-------- RECORDS TO USE

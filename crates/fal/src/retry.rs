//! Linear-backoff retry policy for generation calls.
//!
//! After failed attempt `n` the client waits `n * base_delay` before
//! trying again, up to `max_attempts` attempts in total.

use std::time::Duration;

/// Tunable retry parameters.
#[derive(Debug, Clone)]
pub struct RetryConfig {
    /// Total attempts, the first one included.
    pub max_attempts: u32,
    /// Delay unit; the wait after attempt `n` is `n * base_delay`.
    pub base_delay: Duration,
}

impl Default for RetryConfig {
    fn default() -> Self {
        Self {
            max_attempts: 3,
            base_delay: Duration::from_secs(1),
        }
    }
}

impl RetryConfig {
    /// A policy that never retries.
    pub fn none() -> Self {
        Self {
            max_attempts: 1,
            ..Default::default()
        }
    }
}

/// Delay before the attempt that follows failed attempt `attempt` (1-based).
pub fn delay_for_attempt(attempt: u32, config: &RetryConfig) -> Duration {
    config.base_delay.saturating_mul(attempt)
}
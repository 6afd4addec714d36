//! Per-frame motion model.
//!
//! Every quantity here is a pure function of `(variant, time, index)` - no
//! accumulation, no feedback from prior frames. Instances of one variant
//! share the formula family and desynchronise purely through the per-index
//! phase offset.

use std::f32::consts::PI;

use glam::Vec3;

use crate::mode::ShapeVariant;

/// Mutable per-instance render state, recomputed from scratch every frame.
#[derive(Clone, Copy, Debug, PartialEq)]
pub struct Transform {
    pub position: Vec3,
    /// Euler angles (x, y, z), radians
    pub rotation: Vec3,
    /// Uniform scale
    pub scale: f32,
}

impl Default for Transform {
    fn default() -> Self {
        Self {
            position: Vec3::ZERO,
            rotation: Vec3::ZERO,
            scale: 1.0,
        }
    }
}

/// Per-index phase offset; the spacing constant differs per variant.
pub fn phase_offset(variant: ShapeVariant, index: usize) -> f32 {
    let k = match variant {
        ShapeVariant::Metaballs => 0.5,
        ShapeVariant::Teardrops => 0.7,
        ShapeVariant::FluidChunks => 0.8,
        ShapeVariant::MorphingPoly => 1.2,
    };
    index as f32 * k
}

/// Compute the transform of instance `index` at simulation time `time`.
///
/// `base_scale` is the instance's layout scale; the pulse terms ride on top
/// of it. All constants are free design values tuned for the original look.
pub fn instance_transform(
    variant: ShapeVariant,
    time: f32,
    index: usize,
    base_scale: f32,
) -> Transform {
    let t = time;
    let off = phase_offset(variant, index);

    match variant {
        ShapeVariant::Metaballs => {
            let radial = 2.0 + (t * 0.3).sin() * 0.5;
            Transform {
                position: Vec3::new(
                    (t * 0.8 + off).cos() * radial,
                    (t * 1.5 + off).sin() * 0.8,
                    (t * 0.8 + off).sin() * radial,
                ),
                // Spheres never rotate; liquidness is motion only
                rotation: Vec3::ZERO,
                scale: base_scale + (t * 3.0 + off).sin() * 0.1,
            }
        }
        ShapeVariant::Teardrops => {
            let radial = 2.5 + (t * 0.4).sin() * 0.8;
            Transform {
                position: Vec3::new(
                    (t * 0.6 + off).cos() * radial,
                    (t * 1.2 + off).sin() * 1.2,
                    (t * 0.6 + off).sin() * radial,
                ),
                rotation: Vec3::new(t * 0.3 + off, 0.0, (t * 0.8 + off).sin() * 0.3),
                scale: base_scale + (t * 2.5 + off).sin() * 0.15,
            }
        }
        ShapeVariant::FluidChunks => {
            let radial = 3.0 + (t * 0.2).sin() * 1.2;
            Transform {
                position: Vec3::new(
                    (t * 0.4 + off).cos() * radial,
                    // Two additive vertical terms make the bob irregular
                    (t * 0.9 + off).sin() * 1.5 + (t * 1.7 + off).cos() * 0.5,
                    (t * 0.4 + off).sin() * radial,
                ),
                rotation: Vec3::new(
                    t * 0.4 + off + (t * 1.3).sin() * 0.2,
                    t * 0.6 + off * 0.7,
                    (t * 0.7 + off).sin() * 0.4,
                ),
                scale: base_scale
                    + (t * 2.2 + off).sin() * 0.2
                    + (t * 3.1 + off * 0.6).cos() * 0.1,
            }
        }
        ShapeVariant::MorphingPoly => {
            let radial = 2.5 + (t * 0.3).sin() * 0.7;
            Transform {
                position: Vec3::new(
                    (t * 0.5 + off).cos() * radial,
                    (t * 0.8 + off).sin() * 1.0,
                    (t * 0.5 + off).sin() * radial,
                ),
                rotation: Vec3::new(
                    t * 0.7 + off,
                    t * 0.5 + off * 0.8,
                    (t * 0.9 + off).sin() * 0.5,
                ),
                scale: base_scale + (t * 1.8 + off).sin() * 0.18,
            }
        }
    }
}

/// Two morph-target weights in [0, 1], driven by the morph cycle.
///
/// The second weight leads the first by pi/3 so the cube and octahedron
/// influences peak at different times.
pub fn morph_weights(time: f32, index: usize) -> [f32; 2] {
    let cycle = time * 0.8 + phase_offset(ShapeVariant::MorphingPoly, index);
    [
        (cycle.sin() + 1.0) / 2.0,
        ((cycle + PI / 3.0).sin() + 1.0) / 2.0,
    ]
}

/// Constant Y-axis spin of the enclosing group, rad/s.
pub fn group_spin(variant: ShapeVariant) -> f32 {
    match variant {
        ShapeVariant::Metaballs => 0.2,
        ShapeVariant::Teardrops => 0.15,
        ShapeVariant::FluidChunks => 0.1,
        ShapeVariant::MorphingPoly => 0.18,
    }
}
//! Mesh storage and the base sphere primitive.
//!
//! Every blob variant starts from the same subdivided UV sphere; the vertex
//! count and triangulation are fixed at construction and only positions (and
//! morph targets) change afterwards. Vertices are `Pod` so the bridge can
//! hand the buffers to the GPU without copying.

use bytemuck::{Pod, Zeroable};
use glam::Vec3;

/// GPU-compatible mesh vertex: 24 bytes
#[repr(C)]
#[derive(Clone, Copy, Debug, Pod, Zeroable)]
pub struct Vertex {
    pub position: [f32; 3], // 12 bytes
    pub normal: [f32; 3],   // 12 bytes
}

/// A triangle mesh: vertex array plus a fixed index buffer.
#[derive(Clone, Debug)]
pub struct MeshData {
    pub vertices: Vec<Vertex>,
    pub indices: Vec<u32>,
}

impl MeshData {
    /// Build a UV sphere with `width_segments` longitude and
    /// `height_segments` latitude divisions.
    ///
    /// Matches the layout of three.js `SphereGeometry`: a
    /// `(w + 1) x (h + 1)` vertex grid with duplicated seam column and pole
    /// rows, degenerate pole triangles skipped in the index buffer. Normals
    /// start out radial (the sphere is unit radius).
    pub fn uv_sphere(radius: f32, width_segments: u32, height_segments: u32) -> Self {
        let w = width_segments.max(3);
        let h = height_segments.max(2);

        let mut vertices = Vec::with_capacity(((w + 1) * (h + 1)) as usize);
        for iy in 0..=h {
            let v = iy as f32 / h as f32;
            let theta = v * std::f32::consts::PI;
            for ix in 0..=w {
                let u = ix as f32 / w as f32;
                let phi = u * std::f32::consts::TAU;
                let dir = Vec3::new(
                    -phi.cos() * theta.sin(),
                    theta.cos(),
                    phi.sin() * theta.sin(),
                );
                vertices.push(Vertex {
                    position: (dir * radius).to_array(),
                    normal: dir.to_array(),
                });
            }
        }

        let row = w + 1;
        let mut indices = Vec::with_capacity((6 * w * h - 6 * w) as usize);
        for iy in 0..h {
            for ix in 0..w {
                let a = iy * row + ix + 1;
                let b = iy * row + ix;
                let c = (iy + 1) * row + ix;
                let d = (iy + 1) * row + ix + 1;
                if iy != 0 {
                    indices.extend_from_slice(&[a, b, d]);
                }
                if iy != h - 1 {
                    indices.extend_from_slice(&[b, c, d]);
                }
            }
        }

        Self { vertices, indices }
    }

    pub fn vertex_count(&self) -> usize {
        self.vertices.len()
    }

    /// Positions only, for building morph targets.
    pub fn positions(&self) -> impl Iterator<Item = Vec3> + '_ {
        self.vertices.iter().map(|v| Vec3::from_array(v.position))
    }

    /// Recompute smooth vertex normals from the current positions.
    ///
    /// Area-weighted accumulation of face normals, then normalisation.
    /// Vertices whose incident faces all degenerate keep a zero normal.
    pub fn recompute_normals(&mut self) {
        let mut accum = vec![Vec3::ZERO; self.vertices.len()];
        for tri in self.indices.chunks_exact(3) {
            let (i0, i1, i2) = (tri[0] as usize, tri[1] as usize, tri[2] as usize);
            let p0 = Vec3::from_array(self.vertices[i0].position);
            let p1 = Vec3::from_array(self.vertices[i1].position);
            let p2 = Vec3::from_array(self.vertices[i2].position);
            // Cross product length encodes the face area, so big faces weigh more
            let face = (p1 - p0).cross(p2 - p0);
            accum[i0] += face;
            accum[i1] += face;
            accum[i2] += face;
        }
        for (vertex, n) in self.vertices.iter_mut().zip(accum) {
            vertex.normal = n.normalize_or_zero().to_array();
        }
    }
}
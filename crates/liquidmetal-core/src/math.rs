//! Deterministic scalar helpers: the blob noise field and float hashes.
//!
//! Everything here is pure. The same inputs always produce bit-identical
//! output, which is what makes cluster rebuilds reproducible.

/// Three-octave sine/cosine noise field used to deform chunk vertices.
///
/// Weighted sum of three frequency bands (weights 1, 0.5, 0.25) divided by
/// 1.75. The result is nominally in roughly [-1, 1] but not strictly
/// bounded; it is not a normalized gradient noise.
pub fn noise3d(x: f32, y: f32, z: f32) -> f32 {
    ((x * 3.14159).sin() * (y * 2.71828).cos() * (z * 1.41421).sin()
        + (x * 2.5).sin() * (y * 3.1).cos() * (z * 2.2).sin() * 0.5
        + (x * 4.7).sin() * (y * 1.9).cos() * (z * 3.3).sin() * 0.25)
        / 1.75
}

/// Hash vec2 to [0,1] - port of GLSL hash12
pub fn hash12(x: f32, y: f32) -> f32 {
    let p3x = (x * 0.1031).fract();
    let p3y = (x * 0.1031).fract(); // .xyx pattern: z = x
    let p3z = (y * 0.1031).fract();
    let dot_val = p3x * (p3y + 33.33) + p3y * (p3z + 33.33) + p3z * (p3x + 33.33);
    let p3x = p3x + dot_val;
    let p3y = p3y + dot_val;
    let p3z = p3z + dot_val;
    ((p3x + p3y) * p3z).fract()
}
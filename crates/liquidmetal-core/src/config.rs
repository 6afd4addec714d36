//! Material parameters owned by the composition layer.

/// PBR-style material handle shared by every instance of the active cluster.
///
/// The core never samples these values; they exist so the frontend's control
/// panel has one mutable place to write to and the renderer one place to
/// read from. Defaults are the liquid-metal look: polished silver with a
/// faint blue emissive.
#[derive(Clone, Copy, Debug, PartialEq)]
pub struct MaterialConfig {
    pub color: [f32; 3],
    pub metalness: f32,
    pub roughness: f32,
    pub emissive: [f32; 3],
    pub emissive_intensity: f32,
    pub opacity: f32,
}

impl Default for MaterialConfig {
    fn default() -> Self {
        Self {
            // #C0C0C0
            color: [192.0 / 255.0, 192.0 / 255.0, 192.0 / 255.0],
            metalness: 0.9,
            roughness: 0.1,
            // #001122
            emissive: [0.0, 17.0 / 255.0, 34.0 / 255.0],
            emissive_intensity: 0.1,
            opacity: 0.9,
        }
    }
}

----------------

EXERCISE - Find and copy each line of the data where "failed" is present.

COMPLETED EXERCISE -
//! After failed attempt `n` the client waits `n * base_delay` before
/// Delay before the attempt that follows failed attempt `attempt` (1-based).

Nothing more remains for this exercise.